-- Assignment --
Copy nothing but the lines below running from the line containing "let questions = suggested_questions(SourceType::JobDescription);" through the line containing "drop(receiver);", both end lines included.

-- Records for the task --
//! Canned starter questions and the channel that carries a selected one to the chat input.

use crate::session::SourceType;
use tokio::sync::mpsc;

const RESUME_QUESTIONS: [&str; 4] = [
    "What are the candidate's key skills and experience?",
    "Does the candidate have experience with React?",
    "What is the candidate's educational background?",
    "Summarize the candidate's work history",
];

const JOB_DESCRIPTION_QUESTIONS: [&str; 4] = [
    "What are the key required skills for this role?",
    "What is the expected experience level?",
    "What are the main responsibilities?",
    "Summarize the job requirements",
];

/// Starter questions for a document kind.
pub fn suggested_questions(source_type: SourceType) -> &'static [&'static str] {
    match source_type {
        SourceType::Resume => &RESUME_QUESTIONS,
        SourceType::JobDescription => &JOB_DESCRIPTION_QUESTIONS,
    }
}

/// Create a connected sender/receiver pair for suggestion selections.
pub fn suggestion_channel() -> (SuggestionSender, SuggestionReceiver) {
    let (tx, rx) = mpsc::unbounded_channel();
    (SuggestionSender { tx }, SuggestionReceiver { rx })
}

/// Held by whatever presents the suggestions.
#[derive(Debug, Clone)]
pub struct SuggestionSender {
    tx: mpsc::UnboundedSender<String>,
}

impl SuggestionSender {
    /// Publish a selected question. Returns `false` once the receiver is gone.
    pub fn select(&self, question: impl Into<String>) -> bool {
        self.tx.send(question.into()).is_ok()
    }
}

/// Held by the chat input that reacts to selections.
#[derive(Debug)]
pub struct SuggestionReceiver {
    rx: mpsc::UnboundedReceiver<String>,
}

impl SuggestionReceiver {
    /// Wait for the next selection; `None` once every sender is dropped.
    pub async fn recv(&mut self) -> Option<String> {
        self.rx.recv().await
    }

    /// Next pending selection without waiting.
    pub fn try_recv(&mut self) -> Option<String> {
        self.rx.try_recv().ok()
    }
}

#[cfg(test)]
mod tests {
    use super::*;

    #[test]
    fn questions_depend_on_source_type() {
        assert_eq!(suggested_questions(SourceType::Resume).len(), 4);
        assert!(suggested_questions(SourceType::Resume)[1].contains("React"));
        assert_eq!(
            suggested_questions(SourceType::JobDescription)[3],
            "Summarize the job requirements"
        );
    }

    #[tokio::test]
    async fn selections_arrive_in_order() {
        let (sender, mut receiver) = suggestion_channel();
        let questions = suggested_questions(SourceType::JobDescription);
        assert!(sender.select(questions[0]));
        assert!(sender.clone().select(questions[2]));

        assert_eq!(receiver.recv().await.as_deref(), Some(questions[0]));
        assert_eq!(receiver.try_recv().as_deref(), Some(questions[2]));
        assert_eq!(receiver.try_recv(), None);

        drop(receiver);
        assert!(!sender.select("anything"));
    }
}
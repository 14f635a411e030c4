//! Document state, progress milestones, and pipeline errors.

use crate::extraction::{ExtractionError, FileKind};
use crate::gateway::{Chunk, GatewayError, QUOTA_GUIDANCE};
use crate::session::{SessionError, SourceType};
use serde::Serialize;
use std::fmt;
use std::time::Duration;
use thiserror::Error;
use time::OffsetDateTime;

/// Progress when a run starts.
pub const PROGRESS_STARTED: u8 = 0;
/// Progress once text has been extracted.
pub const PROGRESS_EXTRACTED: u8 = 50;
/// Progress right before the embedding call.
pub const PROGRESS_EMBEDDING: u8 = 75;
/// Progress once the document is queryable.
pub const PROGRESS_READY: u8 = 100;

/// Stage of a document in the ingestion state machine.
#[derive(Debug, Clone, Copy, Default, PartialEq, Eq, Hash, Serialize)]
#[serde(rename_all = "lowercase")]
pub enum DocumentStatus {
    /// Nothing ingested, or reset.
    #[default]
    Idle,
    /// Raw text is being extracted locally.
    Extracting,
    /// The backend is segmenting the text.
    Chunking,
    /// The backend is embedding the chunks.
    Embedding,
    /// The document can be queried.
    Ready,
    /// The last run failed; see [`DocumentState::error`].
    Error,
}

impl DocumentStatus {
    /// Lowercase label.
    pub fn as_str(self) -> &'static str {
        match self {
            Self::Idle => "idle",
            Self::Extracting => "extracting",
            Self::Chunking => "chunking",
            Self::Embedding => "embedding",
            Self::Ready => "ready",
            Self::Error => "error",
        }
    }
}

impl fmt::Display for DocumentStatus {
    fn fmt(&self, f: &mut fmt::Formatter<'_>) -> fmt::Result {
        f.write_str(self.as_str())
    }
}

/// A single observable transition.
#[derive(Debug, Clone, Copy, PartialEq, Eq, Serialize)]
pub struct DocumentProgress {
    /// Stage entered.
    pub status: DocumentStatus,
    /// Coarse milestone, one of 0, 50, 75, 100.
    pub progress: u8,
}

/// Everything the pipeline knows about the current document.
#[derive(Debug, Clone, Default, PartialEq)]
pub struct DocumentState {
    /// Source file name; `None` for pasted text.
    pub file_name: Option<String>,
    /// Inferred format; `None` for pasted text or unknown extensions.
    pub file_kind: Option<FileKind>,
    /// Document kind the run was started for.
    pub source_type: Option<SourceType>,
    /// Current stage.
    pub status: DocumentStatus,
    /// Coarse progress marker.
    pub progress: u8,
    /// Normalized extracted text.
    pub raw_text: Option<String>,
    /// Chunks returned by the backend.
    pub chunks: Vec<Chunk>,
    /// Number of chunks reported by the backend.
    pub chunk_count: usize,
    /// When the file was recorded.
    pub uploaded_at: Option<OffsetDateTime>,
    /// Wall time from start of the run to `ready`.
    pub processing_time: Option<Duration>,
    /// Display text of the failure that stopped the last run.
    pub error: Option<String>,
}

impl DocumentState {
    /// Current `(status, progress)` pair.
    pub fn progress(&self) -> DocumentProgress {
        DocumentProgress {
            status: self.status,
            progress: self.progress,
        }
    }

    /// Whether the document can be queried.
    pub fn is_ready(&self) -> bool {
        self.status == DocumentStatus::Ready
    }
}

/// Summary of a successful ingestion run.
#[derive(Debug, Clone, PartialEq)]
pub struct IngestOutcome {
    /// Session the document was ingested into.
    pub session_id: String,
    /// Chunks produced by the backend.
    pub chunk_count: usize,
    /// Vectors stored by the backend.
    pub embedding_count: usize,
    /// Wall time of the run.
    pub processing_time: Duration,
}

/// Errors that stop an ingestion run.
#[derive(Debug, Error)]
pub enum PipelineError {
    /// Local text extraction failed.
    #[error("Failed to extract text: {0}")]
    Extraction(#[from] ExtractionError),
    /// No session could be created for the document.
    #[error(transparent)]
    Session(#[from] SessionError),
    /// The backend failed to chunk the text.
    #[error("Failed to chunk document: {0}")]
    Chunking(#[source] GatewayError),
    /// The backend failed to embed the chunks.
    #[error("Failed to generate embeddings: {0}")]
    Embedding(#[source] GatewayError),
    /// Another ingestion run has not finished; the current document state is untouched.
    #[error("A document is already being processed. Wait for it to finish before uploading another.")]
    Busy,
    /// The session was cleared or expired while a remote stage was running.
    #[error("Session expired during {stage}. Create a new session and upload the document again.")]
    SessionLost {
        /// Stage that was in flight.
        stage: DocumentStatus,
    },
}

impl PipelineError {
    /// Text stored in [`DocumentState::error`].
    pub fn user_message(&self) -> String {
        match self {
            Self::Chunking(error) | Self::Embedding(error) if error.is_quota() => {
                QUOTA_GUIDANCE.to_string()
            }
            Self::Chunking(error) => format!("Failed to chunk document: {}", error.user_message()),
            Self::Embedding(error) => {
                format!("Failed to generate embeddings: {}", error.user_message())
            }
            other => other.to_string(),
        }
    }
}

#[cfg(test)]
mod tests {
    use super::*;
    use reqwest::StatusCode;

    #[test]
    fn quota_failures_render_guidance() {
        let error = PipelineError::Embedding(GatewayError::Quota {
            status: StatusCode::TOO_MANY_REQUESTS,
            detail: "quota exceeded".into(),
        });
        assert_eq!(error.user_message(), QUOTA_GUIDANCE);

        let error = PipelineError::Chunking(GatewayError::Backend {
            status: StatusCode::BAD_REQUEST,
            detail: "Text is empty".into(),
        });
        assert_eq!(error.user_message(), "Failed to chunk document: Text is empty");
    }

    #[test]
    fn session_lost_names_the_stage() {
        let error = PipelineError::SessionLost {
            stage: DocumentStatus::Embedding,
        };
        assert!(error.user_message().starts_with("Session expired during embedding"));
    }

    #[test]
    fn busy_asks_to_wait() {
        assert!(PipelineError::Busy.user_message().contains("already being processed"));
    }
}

* * *

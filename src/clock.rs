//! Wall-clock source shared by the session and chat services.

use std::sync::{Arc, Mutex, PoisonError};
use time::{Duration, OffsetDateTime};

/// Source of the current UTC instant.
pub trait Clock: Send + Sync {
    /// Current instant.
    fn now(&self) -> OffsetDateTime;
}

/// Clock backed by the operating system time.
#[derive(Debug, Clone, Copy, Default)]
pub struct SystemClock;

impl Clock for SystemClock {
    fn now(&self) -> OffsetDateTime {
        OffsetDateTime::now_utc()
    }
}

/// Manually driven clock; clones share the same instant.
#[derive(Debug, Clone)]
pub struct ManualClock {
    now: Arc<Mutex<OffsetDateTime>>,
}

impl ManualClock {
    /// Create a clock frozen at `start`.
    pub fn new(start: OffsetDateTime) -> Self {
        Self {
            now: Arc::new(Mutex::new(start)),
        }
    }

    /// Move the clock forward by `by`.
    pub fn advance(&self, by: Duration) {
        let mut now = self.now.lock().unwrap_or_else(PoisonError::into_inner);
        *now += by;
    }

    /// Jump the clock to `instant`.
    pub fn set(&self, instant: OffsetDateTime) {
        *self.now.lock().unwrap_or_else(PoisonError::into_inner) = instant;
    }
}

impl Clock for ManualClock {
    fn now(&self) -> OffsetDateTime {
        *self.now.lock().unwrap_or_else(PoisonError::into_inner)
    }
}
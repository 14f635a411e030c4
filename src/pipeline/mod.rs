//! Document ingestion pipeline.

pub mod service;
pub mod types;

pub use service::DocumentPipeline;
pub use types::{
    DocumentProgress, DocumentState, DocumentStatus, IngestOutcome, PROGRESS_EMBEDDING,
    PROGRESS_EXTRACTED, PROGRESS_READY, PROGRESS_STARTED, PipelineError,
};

-- Answer to the exercise --
        let questions = suggested_questions(SourceType::JobDescription);
        assert!(sender.select(questions[0]));
        assert!(sender.clone().select(questions[2]));

        assert_eq!(receiver.recv().await.as_deref(), Some(questions[0]));
        assert_eq!(receiver.try_recv().as_deref(), Some(questions[2]));
        assert_eq!(receiver.try_recv(), None);

        drop(receiver);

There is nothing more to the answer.